- [EXERCISE BRIEF] Copy every line from the material below that holds "Parser".
(DATA FOR REVIEW)
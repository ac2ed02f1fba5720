use anyhow::Result;
use chrono::Local;
use citycast_core::{CityQuery, Config, FetchError, WeatherClient, WeatherReading};
use clap::{Parser, Subcommand};
use inquire::{Confirm, InquireError, Text};

/// Top-level CLI struct.
#[derive(Debug, Parser)]
#[command(name = "citycast", version, about = "City weather at a glance")]
pub struct Cli {
    #[command(subcommand)]
    pub command: Option<Command>,
}

#[derive(Debug, Subcommand)]
pub enum Command {
    /// Store the OpenWeatherMap API key and an optional default country.
    Configure,

    /// Look up current weather for one city and exit.
    Show {
        /// City name, e.g. "London".
        city: String,

        /// Country qualifier, e.g. "us"; overrides the configured default.
        #[arg(long)]
        country: Option<String>,

        /// Print the reading as JSON instead of the text card.
        #[arg(long)]
        json: bool,
    },
}

impl Cli {
    pub async fn run(self) -> Result<()> {
        match self.command {
            Some(Command::Configure) => configure(),
            Some(Command::Show {
                city,
                country,
                json,
            }) => show(&city, country, json).await,
            None => interactive().await,
        }
    }
}

fn configure() -> Result<()> {
    let mut config = Config::load()?;

    let api_key = Text::new("OpenWeatherMap API key:")
        .with_help_message("Create one at https://home.openweathermap.org/api_keys")
        .prompt()?;
    if !api_key.trim().is_empty() {
        config.api_key = Some(api_key.trim().to_string());
    }

    let country = Text::new("Default country qualifier (optional):")
        .with_placeholder("us")
        .with_help_message("Appended to every lookup as 'city,country'; leave blank for none")
        .prompt()?;
    config.country = Some(country.trim().to_lowercase()).filter(|c| !c.is_empty());

    config.save()?;
    println!(
        "Saved configuration to {}",
        Config::config_file_path()?.display()
    );

    Ok(())
}

async fn show(city: &str, country: Option<String>, json: bool) -> Result<()> {
    let config = Config::load()?;
    let client = WeatherClient::from_config(&config)?;

    let mut query = CityQuery::new(city.trim());
    if let Some(country) = country.or(config.country) {
        query = query.with_country(country);
    }

    let reading = client.fetch_weather(&query).await?;

    if json {
        println!("{}", serde_json::to_string_pretty(&reading)?);
    } else {
        print_reading(&reading);
    }

    Ok(())
}

/// Prompt-lookup-confirm loop; Esc or Ctrl-C at any prompt exits.
async fn interactive() -> Result<()> {
    let config = Config::load()?;
    let client = WeatherClient::from_config(&config)?;

    loop {
        let city = match Text::new("City:")
            .with_placeholder("Enter City...")
            .with_help_message("Current weather for one city; Esc to quit")
            .prompt()
        {
            Ok(city) => city,
            Err(InquireError::OperationCanceled | InquireError::OperationInterrupted) => break,
            Err(err) => return Err(err.into()),
        };

        let mut query = CityQuery::new(city.trim());
        if let Some(country) = config.country.clone() {
            query = query.with_country(country);
        }

        match client.fetch_weather(&query).await {
            Ok(reading) => print_reading(&reading),
            Err(FetchError::InvalidInput) => eprintln!("Please enter a city name."),
            Err(err) => eprintln!("{:#}", anyhow::Error::from(err)),
        }

        match Confirm::new("Look up another city?")
            .with_default(true)
            .prompt()
        {
            Ok(true) => {}
            Ok(false) => break,
            Err(InquireError::OperationCanceled | InquireError::OperationInterrupted) => break,
            Err(err) => return Err(err.into()),
        }
    }

    Ok(())
}

fn print_reading(reading: &WeatherReading) {
    let stamp = Local::now().format("%I:%M %P");
    println!();
    println!("{} Weather", reading.city);
    println!("{}", reading.description);
    println!("{} / {}", reading.celsius, reading.fahrenheit);
    println!("as of {stamp}");
}

#[cfg(test)]
mod tests {
    use super::*;

    #[test]
    fn show_parses_city_and_flags() {
        let cli =
            Cli::try_parse_from(["citycast", "show", "London", "--country", "us", "--json"])
                .unwrap();

        match cli.command {
            Some(Command::Show {
                city,
                country,
                json,
            }) => {
                assert_eq!(city, "London");
                assert_eq!(country.as_deref(), Some("us"));
                assert!(json);
            }
            other => panic!("expected show, got {other:?}"),
        }
    }

    #[test]
    fn show_defaults_to_text_output_without_country() {
        let cli = Cli::try_parse_from(["citycast", "show", "Paris"]).unwrap();

        match cli.command {
            Some(Command::Show {
                city,
                country,
                json,
            }) => {
                assert_eq!(city, "Paris");
                assert!(country.is_none());
                assert!(!json);
            }
            other => panic!("expected show, got {other:?}"),
        }
    }

    #[test]
    fn no_subcommand_means_interactive() {
        let cli = Cli::try_parse_from(["citycast"]).unwrap();
        assert!(cli.command.is_none());
    }
}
(End DATA FOR REVIEW)
- [RESPONSE AREA]
use clap::{Parser, Subcommand};
#[derive(Debug, Parser)]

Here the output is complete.